TASK STATEMENT
The data must be returned in full, with no character altered.

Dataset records

//! Owned 2D complex grid

use crate::complex::Complex;

/// A width x height grid of complex samples, one per pixel, stored in
/// row-major order. This is the working buffer of [`crate::fft2`].
#[derive(Debug, Clone)]
pub struct FourierGrid {
    width: u32,
    height: u32,
    data: Vec<Complex>,
}

impl FourierGrid {
    /// Create a zero-filled grid.
    pub fn new(width: u32, height: u32) -> Self {
        Self {
            width,
            height,
            data: vec![Complex::default(); width as usize * height as usize],
        }
    }

    /// Grid width in samples.
    #[inline]
    pub fn width(&self) -> u32 {
        self.width
    }

    /// Grid height in samples.
    #[inline]
    pub fn height(&self) -> u32 {
        self.height
    }

    /// Read the sample at (x, y).
    #[inline]
    pub fn at(&self, x: u32, y: u32) -> Complex {
        self.data[y as usize * self.width as usize + x as usize]
    }

    /// Overwrite the sample at (x, y).
    #[inline]
    pub fn set(&mut self, x: u32, y: u32, value: Complex) {
        self.data[y as usize * self.width as usize + x as usize] = value;
    }

    /// A whole row as a mutable slice, for in-place line transforms.
    #[inline]
    pub fn row_mut(&mut self, y: u32) -> &mut [Complex] {
        let w = self.width as usize;
        let start = y as usize * w;
        &mut self.data[start..start + w]
    }

    /// Copy column `x` into `line` (which must hold `height` samples).
    pub(crate) fn load_column(&self, x: u32, line: &mut [Complex]) {
        for (y, slot) in line.iter_mut().enumerate() {
            *slot = self.data[y * self.width as usize + x as usize];
        }
    }

    /// Copy `line` back into column `x`.
    pub(crate) fn store_column(&mut self, x: u32, line: &[Complex]) {
        for (y, value) in line.iter().enumerate() {
            self.data[y * self.width as usize + x as usize] = *value;
        }
    }
}

#[cfg(test)]
mod tests {
    use super::*;

    #[test]
    fn test_round_trip() {
        let mut grid = FourierGrid::new(3, 2);
        assert_eq!(grid.at(2, 1), Complex::default());

        grid.set(2, 1, Complex::new(1.5, -2.5));
        assert_eq!(grid.at(2, 1), Complex::new(1.5, -2.5));
        assert_eq!(grid.at(1, 1), Complex::default());
    }

    #[test]
    fn test_row_and_column_access() {
        let mut grid = FourierGrid::new(2, 3);
        grid.row_mut(1)[0] = Complex::new(4.0, 0.0);
        assert_eq!(grid.at(0, 1), Complex::new(4.0, 0.0));

        let mut line = vec![Complex::default(); 3];
        grid.load_column(0, &mut line);
        assert_eq!(line[1], Complex::new(4.0, 0.0));

        line[2] = Complex::new(0.0, 7.0);
        grid.store_column(0, &line);
        assert_eq!(grid.at(0, 2), Complex::new(0.0, 7.0));
    }
}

WRITTEN REPLY
//! Owned 2D complex grid

use crate::complex::Complex;

/// A width x height grid of complex samples, one per pixel, stored in
/// row-major order. This is the working buffer of [`crate::fft2`].
#[derive(Debug, Clone)]
pub struct FourierGrid {
    width: u32,
    height: u32,
    data: Vec<Complex>,
}

impl FourierGrid {
    /// Create a zero-filled grid.
    pub fn new(width: u32, height: u32) -> Self {
        Self {
            width,
            height,
            data: vec![Complex::default(); width as usize * height as usize],
        }
    }

    /// Grid width in samples.
    #[inline]
    pub fn width(&self) -> u32 {
        self.width
    }

    /// Grid height in samples.
    #[inline]
    pub fn height(&self) -> u32 {
        self.height
    }

    /// Read the sample at (x, y).
    #[inline]
    pub fn at(&self, x: u32, y: u32) -> Complex {
        self.data[y as usize * self.width as usize + x as usize]
    }

    /// Overwrite the sample at (x, y).
    #[inline]
    pub fn set(&mut self, x: u32, y: u32, value: Complex) {
        self.data[y as usize * self.width as usize + x as usize] = value;
    }

    /// A whole row as a mutable slice, for in-place line transforms.
    #[inline]
    pub fn row_mut(&mut self, y: u32) -> &mut [Complex] {
        let w = self.width as usize;
        let start = y as usize * w;
        &mut self.data[start..start + w]
    }

    /// Copy column `x` into `line` (which must hold `height` samples).
    pub(crate) fn load_column(&self, x: u32, line: &mut [Complex]) {
        for (y, slot) in line.iter_mut().enumerate() {
            *slot = self.data[y * self.width as usize + x as usize];
        }
    }

    /// Copy `line` back into column `x`.
    pub(crate) fn store_column(&mut self, x: u32, line: &[Complex]) {
        for (y, value) in line.iter().enumerate() {
            self.data[y * self.width as usize + x as usize] = *value;
        }
    }
}

#[cfg(test)]
mod tests {
    use super::*;

    #[test]
    fn test_round_trip() {
        let mut grid = FourierGrid::new(3, 2);
        assert_eq!(grid.at(2, 1), Complex::default());

        grid.set(2, 1, Complex::new(1.5, -2.5));
        assert_eq!(grid.at(2, 1), Complex::new(1.5, -2.5));
        assert_eq!(grid.at(1, 1), Complex::default());
    }

    #[test]
    fn test_row_and_column_access() {
        let mut grid = FourierGrid::new(2, 3);
        grid.row_mut(1)[0] = Complex::new(4.0, 0.0);
        assert_eq!(grid.at(0, 1), Complex::new(4.0, 0.0));

        let mut line = vec![Complex::default(); 3];
        grid.load_column(0, &mut line);
        assert_eq!(line[1], Complex::new(4.0, 0.0));

        line[2] = Complex::new(0.0, 7.0);
        grid.store_column(0, &line);
        assert_eq!(grid.at(0, 2), Complex::new(0.0, 7.0));
    }
}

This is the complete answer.